Time Magazine yesterday said Trump was playing Monopoly with the world as his board.
The USA has been the strongest, sometimes only, superpower, since 1945. It has the world's strongest army, and numerous weapons that can destroy the planet. It has the world's strongest economy. It arguably also has the world's key language, and control of the largest part of the online world.
From a completely amoral, ruthless and Machiavellian perspective, it could be far more dominant, and dominating, than it has been - though it has killed millions in wars since 1945, and invaded, bombed or attacked a handful of nations, it has not, for the most part, conquered or openly discussed conquering, friendly allied neighbours in NATO. Like the biggest kid on the playground, it has preferred to adopt a mostly moralistic approach, and keep the peace, so long as it gets to call a lot of the shots.
Trump's comments yesterday, along with Musk's recent attacks on allied foreign elected leaders, signal a radical and extreme shift to a basically neutral, non-aligned American empire, emboldened to take and do what it wants with its unassailable advantages, international law be damned.
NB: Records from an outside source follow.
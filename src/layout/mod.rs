//! Label layout: measuring, wrapping and fitting label text, and packing
//! containers into a fixed-column grid across pages.
//!
//! Layout needs nothing but text metrics, so it can be run on its own to preview
//! how a tag collection will paginate:
//!
//! ```
//! use tag_sheet::{LabelItem, PageGeometry, StandardFont};
//! use tag_sheet::layout::layout;
//!
//! let items = LabelItem::from_tags([("k1", "Kitchen"), ("b1", "Bedroom")]);
//! let placements = layout(&items, &PageGeometry::default(), &StandardFont::Courier)
//!     .expect("can lay out labels");
//!
//! assert_eq!(placements.len(), 2);
//! assert_eq!(placements[0].page_index, 0);
//! ```

mod grid;
mod text;

pub use grid::*;
pub use text::*;
use crate::{document::Document, LabelError};

/// MIME type of the bytes produced by [assemble]
pub const PDF_MIME_TYPE: &str = "application/pdf";

const HEADER: &[u8] = b"%PDF-";
const TRAILER: &[u8] = b"%%EOF";
/// How far from the end of the stream the end-of-file marker may sit
const TRAILER_WINDOW: usize = 100;
const MIN_LENGTH: usize = 10;

/// Serialise `document` into a single PDF byte stream and check it before handing it out.
/// A document without pages is refused.
pub fn assemble(document: &Document) -> Result<Vec<u8>, LabelError> {
    if document.pages.is_empty() {
        return Err(LabelError::EmptyInput);
    }

    let mut bytes: Vec<u8> = Vec::new();
    document.write(&mut bytes)?;
    validate_pdf(&bytes)?;
    log::debug!(
        "assembled {} page(s) into {} bytes",
        document.pages.len(),
        bytes.len()
    );
    Ok(bytes)
}

/// Structural self-check of a serialised PDF: it must open with the `%PDF-` header
/// and carry a `%%EOF` marker within its last 100 bytes. This is not a validator of
/// the format, only a guard against a writer silently producing truncated output.
pub fn validate_pdf(bytes: &[u8]) -> Result<(), LabelError> {
    if bytes.len() < MIN_LENGTH || !bytes.starts_with(HEADER) {
        return Err(LabelError::MalformedOutput("missing %PDF- header"));
    }

    let window = &bytes[bytes.len().saturating_sub(TRAILER_WINDOW)..];
    if !window.windows(TRAILER.len()).any(|w| w == TRAILER) {
        return Err(LabelError::MalformedOutput("missing %%EOF trailer"));
    }

    Ok(())
}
It is a position that, while coherent in a basic sense (it's feasible, if geopolitically shocking), is bluntly, Napoleonic at best, and, yes, Hitlerian at worst. The basis for Trump's claim on Greenland yesterday was simple self-interest, unadorned. Brute force bellowing out its war aims. We haven't seen this in the West since the 1930s with Germany and Italy; and it was assumed, naively it now appears, that America, as the main benefactor of a rules-based West created by itself post-war, would uphold those values.
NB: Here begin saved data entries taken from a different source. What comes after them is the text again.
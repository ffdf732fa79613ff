use crate::font::Typeface;
use crate::image::Image;
use crate::rect::Rect;
use crate::refs::{ObjectReferences, RefType};
use crate::units::*;
use id_arena::Id;
use miniz_oxide::deflate::{compress_to_vec_zlib, CompressionLevel};
use pdf_writer::{Content, Filter, Finish, Name, Pdf, Str};

/// Resource name of the sheet's only font
const FONT_NAME: &[u8] = b"F0";
const BORDER_WIDTH: Pt = Pt(0.5);

/// A single line of text. `origin` is the left end of the baseline, measured from
/// the top-left corner of the page.
#[derive(Clone, PartialEq, Debug)]
pub struct TextLine {
    pub text: String,
    pub size: Pt,
    pub origin: (Mm, Mm),
}

#[derive(Clone, PartialEq, Debug)]
pub struct ImageLayout {
    pub image: Id<Image>,
    pub position: Rect,
}

#[derive(Clone, PartialEq, Debug)]
pub enum PageContents {
    /// A stroked rectangle outline
    Border(Rect),
    Text(TextLine),
    Image(ImageLayout),
}

/// One page of the sheet: a canvas of drawing operations, replayed in order when
/// the document is written
#[derive(Debug)]
pub struct Page {
    pub width: Mm,
    pub height: Mm,
    pub contents: Vec<PageContents>,
}

fn image_name(image: Id<Image>) -> String {
    format!("I{}", image.index())
}

impl Page {
    pub fn new(width: Mm, height: Mm) -> Page {
        Page {
            width,
            height,
            contents: Vec::default(),
        }
    }

    pub fn add_border(&mut self, rect: Rect) {
        self.contents.push(PageContents::Border(rect));
    }

    pub fn add_text(&mut self, line: TextLine) {
        self.contents.push(PageContents::Text(line));
    }

    pub fn add_image(&mut self, image: ImageLayout) {
        self.contents.push(PageContents::Image(image));
    }

    /// Text of every line drawn on the page
    pub fn text(&self) -> impl Iterator<Item = &str> {
        self.contents.iter().filter_map(|c| match c {
            PageContents::Text(line) => Some(line.text.as_str()),
            _ => None,
        })
    }

    /// Images drawn on the page, each listed once
    pub fn images(&self) -> Vec<Id<Image>> {
        let mut images: Vec<Id<Image>> = Vec::new();
        for c in self.contents.iter() {
            if let PageContents::Image(layout) = c {
                if !images.contains(&layout.image) {
                    images.push(layout.image);
                }
            }
        }
        images
    }

    /// Convert a distance from the top of the page into a PDF y-coordinate
    fn flip(&self, y: Mm) -> f32 {
        *Pt::from(self.height - y)
    }

    fn render(&self, typeface: &Typeface) -> Vec<u8> {
        let mut content = Content::new();

        for page_content in self.contents.iter() {
            match page_content {
                PageContents::Border(rect) => {
                    let r = rect.to_pdf(self.height);
                    content.save_state();
                    content.set_stroke_gray(0.0);
                    content.set_line_width(*BORDER_WIDTH);
                    content.rect(r.x1, r.y1, r.x2 - r.x1, r.y2 - r.y1);
                    content.stroke();
                    content.restore_state();
                }
                PageContents::Text(line) => {
                    let x: Pt = line.origin.0.into();
                    content.begin_text();
                    content.set_fill_gray(0.0);
                    content.set_font(Name(FONT_NAME), *line.size);
                    content.next_line(*x, self.flip(line.origin.1));
                    content.show(Str(&typeface.encode(&line.text)));
                    content.end_text();
                }
                PageContents::Image(layout) => {
                    let r = layout.position.to_pdf(self.height);
                    content.save_state();
                    content.transform([r.x2 - r.x1, 0.0, 0.0, r.y2 - r.y1, r.x1, r.y1]);
                    content.x_object(Name(image_name(layout.image).as_bytes()));
                    content.restore_state();
                }
            }
        }

        content.finish()
    }

    pub(crate) fn write(
        &self,
        refs: &mut ObjectReferences,
        page_index: usize,
        typeface: &Typeface,
        writer: &mut Pdf,
    ) {
        let id = refs.gen(RefType::Page(page_index));
        let content_id = refs.gen(RefType::ContentForPage(page_index));
        let media_box = Rect::from_origin_size(Mm(0.0), Mm(0.0), self.width, self.height);

        let mut page = writer.page(id);
        page.media_box(media_box.to_pdf(self.height));
        page.parent(refs.gen(RefType::PageTree));
        page.contents(content_id);

        let mut resources = page.resources();
        resources.fonts().pair(Name(FONT_NAME), refs.gen(RefType::Font));
        let mut x_objects = resources.x_objects();
        for image in self.images() {
            x_objects.pair(
                Name(image_name(image).as_bytes()),
                refs.gen(RefType::Image(image.index())),
            );
        }
        x_objects.finish();
        resources.finish();
        page.finish();

        let rendered = self.render(typeface);
        let compressed =
            compress_to_vec_zlib(&rendered, CompressionLevel::DefaultLevel as u8);
        writer
            .stream(content_id, &compressed)
            .filter(Filter::FlateDecode);
    }
}
use pdf_writer::Ref;
use std::collections::HashMap;

/// Every indirect object a label sheet writes. A sheet carries exactly one font.
#[derive(Eq, PartialEq, Hash, Copy, Clone, Debug)]
pub enum RefType {
    Catalog,
    Info,
    PageTree,
    Page(usize),
    ContentForPage(usize),
    Font,
    CidFont,
    FontDescriptor,
    FontData,
    ToUnicode,
    Image(usize),
}

/// Hands out object ids in allocation order and remembers which id belongs to which object
pub struct ObjectReferences {
    refs: HashMap<RefType, Ref>,
    next_id: i32,
}

impl ObjectReferences {
    pub fn new() -> ObjectReferences {
        ObjectReferences {
            refs: HashMap::new(),
            next_id: 1,
        }
    }

    pub fn get(&self, ref_type: RefType) -> Option<Ref> {
        self.refs.get(&ref_type).copied()
    }

    /// Allocate the id for `ref_type`, or return the one already allocated
    pub fn gen(&mut self, ref_type: RefType) -> Ref {
        if let Some(id) = self.get(ref_type) {
            return id;
        }
        let id = Ref::new(self.next_id);
        self.next_id += 1;
        self.refs.insert(ref_type, id);
        id
    }
}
Trump has, to put it mildly, "torn up that rule book".
Greenland aside, the vast mineral, oil and fresh water resources of Canada, as global warming (which Trump denies but also plans for) unfolds, are astonishing. As Trump mused the other day, if America swallowed up Canada, it would be basically double the land mass of any competing nation; with Greenland, more so - and by far and exceptionally - the richest superpower - dwarfing China, and also Russia. Trump is highlighting a cruel, Darwinian fact about the century unfolding - the USA has more cards to play than its enemies have thought. Taiwan, Ukraine? I can take Canada, Panama, Greenland, and then probably Mexico and Iceland; maybe later the UK, and Central America... it's a warning to those who have consistently left Canada without nuclear defence or a well-funded military.
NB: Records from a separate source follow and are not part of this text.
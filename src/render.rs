use crate::{
    code::{payload_for, CodeGenerator},
    document::Document,
    font::Typeface,
    geometry::PageGeometry,
    image::Image,
    item::LabelItem,
    layout::{wrap_words, Placement},
    metrics::TextMetrics,
    page::{ImageLayout, Page, TextLine},
    rect::Rect,
    units::*,
    LabelError,
};

/// Pixel size requested from the code generator for every code image
pub const CODE_IMAGE_PIXELS: u32 = 186;

/// Draws laid-out labels onto pages. A renderer holds exclusive access to the
/// document it draws into for the duration of one call.
pub struct Renderer<'a> {
    pub geometry: &'a PageGeometry,
    pub typeface: &'a Typeface,
    pub codes: &'a dyn CodeGenerator,
    /// Template for code payloads; `{id}` is replaced by the tag identifier
    pub url_template: &'a str,
    /// Print a "Tag N" heading above each label
    pub numbered: bool,
}

impl<'a> Renderer<'a> {
    /// Draw every placement, in order, into a new document. `items` must be the
    /// collection the placements were computed from. Nothing to draw is an error,
    /// never an empty document.
    pub fn render(
        &self,
        placements: &[Placement],
        items: &[LabelItem],
    ) -> Result<Document<'a>, LabelError> {
        if placements.is_empty() {
            return Err(LabelError::EmptyInput);
        }
        if placements.len() != items.len() {
            let missing = placements
                .get(items.len())
                .map(|p| p.item_id.clone())
                .unwrap_or_default();
            return Err(LabelError::MissingItem(missing));
        }

        let mut document = Document::new(self.typeface);
        for (placement, item) in placements.iter().zip(items) {
            if placement.item_id != item.id {
                return Err(LabelError::MissingItem(placement.item_id.clone()));
            }
            while document.pages.len() <= placement.page_index {
                document.add_page(Page::new(
                    self.geometry.page_width,
                    self.geometry.page_height,
                ));
            }
            self.draw_label(&mut document, placement, item)?;
        }

        log::debug!(
            "rendered {} labels onto {} page(s) with {} code images",
            placements.len(),
            document.pages.len(),
            document.images.len()
        );
        Ok(document)
    }

    fn draw_label(
        &self,
        document: &mut Document<'a>,
        placement: &Placement,
        item: &LabelItem,
    ) -> Result<(), LabelError> {
        let padding = self.geometry.padding;
        let container = placement.rect();
        let inner_left = container.x1 + padding;
        let inner_width = container.width() - padding * 2.0;
        let size = placement.resolved_font_size;

        let mut lines: Vec<String> = Vec::new();
        if self.numbered {
            lines.push(format!("Tag {}", item.sequence_index + 1));
        }
        lines.extend(
            wrap_words(self.typeface, &item.text, inner_width, size)?
                .into_iter()
                .filter(|line| !line.is_empty()),
        );

        let line_height: Mm = (size * self.geometry.line_height).into();
        let ascent = self.typeface.ascent(size);
        let mut text_lines: Vec<TextLine> = Vec::with_capacity(lines.len());
        for (i, text) in lines.into_iter().enumerate() {
            let width = self.typeface.text_width(&text, size)?;
            // overflowing lines stay pinned to the left padding
            let offset = ((inner_width - width) / 2.0).max(Mm(0.0));
            text_lines.push(TextLine {
                text,
                size,
                origin: (
                    inner_left + offset,
                    container.y1 + padding + ascent + line_height * i as f32,
                ),
            });
        }

        let image = self.code_image(&item.id)?;
        let image = document.add_image(image);

        let code_size = self.geometry.code_size();
        let code_x = inner_left + (inner_width - code_size) / 2.0;
        let code_y = container.y2 - padding - code_size;

        let page = &mut document.pages[placement.page_index];
        page.add_border(container);
        for line in text_lines {
            page.add_text(line);
        }
        page.add_image(ImageLayout {
            image,
            position: Rect::from_origin_size(code_x, code_y, code_size, code_size),
        });

        log::trace!(
            "drew label {:?} on page {} at ({}, {}) with {}",
            item.id,
            placement.page_index,
            placement.x,
            placement.y,
            size
        );
        Ok(())
    }

    /// Generate and encode the code for one tag. The raster only lives inside this
    /// call; what leaves it is the compressed image resource.
    fn code_image(&self, id: &str) -> Result<Image, LabelError> {
        let payload = payload_for(self.url_template, id);
        let raster = self.codes.generate(&payload, CODE_IMAGE_PIXELS)?;
        Image::from_gray(raster)
    }
}

#[cfg(test)]
mod tests {
    use super::*;
    use crate::code::QrCodeGenerator;
    use crate::layout::layout;
    use crate::metrics::StandardFont;
    use crate::page::PageContents;
    use image::GrayImage;

    struct NoCodes;

    impl CodeGenerator for NoCodes {
        fn generate(&self, _payload: &str, _size_px: u32) -> Result<GrayImage, LabelError> {
            Err(LabelError::CodeImage("scanner offline".into()))
        }
    }

    fn renderer<'a>(
        geometry: &'a PageGeometry,
        typeface: &'a Typeface,
        codes: &'a dyn CodeGenerator,
    ) -> Renderer<'a> {
        Renderer {
            geometry,
            typeface,
            codes,
            url_template: "https://moves.example/tag/{id}",
            numbered: true,
        }
    }

    #[test]
    fn draws_border_text_and_code_per_label() {
        let geometry = PageGeometry::default();
        let typeface = Typeface::Standard(StandardFont::Courier);
        let codes = QrCodeGenerator::default();
        let items = LabelItem::from_tags([("k1", "Kitchen"), ("b1", "Bedroom lamp")]);
        let placements = layout(&items, &geometry, &typeface).unwrap();

        let document = renderer(&geometry, &typeface, &codes)
            .render(&placements, &items)
            .unwrap();
        assert_eq!(document.pages.len(), 1);
        assert_eq!(document.images.len(), 2);

        let page = &document.pages[0];
        let texts: Vec<&str> = page.text().collect();
        assert_eq!(texts, vec!["Tag 1", "Kitchen", "Tag 2", "Bedroom lamp"]);

        let borders = page
            .contents
            .iter()
            .filter(|c| matches!(c, PageContents::Border(_)))
            .count();
        assert_eq!(borders, 2);
    }

    #[test]
    fn code_is_centred_and_bottom_anchored() {
        let geometry = PageGeometry::default();
        let typeface = Typeface::default();
        let codes = QrCodeGenerator::default();
        let items = LabelItem::from_tags([("k1", "Kitchen")]);
        let placements = layout(&items, &geometry, &typeface).unwrap();
        let document = renderer(&geometry, &typeface, &codes)
            .render(&placements, &items)
            .unwrap();

        let container = placements[0].rect();
        let code = document.pages[0]
            .contents
            .iter()
            .find_map(|c| match c {
                PageContents::Image(layout) => Some(layout.position),
                _ => None,
            })
            .unwrap();
        assert!((code.width().0 - 38.0).abs() < 1e-4);
        assert!((code.y2.0 - (container.y2.0 - 1.0)).abs() < 1e-4);
        let left_gap = code.x1.0 - container.x1.0;
        let right_gap = container.x2.0 - code.x2.0;
        assert!((left_gap - right_gap).abs() < 1e-4);
    }

    #[test]
    fn text_stays_above_the_code() {
        let geometry = PageGeometry::default();
        let typeface = Typeface::default();
        let codes = QrCodeGenerator::default();
        let items = LabelItem::from_tags([(
            "w1",
            "Winter clothes, boots, scarves and the good umbrella",
        )]);
        let placements = layout(&items, &geometry, &typeface).unwrap();
        let document = renderer(&geometry, &typeface, &codes)
            .render(&placements, &items)
            .unwrap();

        let code_top = placements[0].rect().y2 - geometry.padding - geometry.code_size();
        for content in &document.pages[0].contents {
            if let PageContents::Text(line) = content {
                assert!(line.origin.1 < code_top);
            }
        }
    }

    #[test]
    fn failing_code_generation_aborts_the_render() {
        let geometry = PageGeometry::default();
        let typeface = Typeface::default();
        let items = LabelItem::from_tags([("k1", "Kitchen")]);
        let placements = layout(&items, &geometry, &typeface).unwrap();
        let err = renderer(&geometry, &typeface, &NoCodes)
            .render(&placements, &items)
            .err()
            .expect("render fails");
        assert!(matches!(err, LabelError::CodeImage(_)));
    }

    #[test]
    fn placements_must_match_items() {
        let geometry = PageGeometry::default();
        let typeface = Typeface::default();
        let codes = QrCodeGenerator::default();
        let items = LabelItem::from_tags([("k1", "Kitchen")]);
        let placements = layout(&items, &geometry, &typeface).unwrap();
        let others = LabelItem::from_tags([("x9", "Kitchen")]);
        let err = renderer(&geometry, &typeface, &codes)
            .render(&placements, &others)
            .err()
            .expect("mismatched items are rejected");
        assert!(matches!(err, LabelError::MissingItem(id) if id == "k1"));
    }

    #[test]
    fn nothing_to_draw_is_rejected() {
        let geometry = PageGeometry::default();
        let typeface = Typeface::default();
        let codes = QrCodeGenerator::default();
        let err = renderer(&geometry, &typeface, &codes)
            .render(&[], &[])
            .err()
            .expect("an empty render is an error");
        assert!(matches!(err, LabelError::EmptyInput));
    }
}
What comes next is on a spectrum from frosty diplomacy to NATO fighting America (as France and Germany have signalled they would have to do if Greenland is invaded). This seems science fiction, or Orwellian, but is simply what happens when the voters of a superpower elect an insane, wicked, self-obsessed evil person, who may be an asset of a foreign enemy power, who is supported by vastly rich sociopaths who share his desire for world disruption.
Without wanting to be too dramatic, let's say that 2025 is shaping up, already, to be probably the most unusual and potentially destabilised year in world politics since at least 1975. Maybe longer, but at least 50 years, and that includes Rwanda and the fall of the Berlin Wall, and 9/11. Let's hope it is not worse than 2024, which would be hard - but any attacks on Panama and Greenland - sovereign allies, or attempts to destroy the economies of Canada or Denmark, key NATO allies - by the USA - would alter history in a way that makes it appear Trump is playing RISK with the world, not a property acquisition game.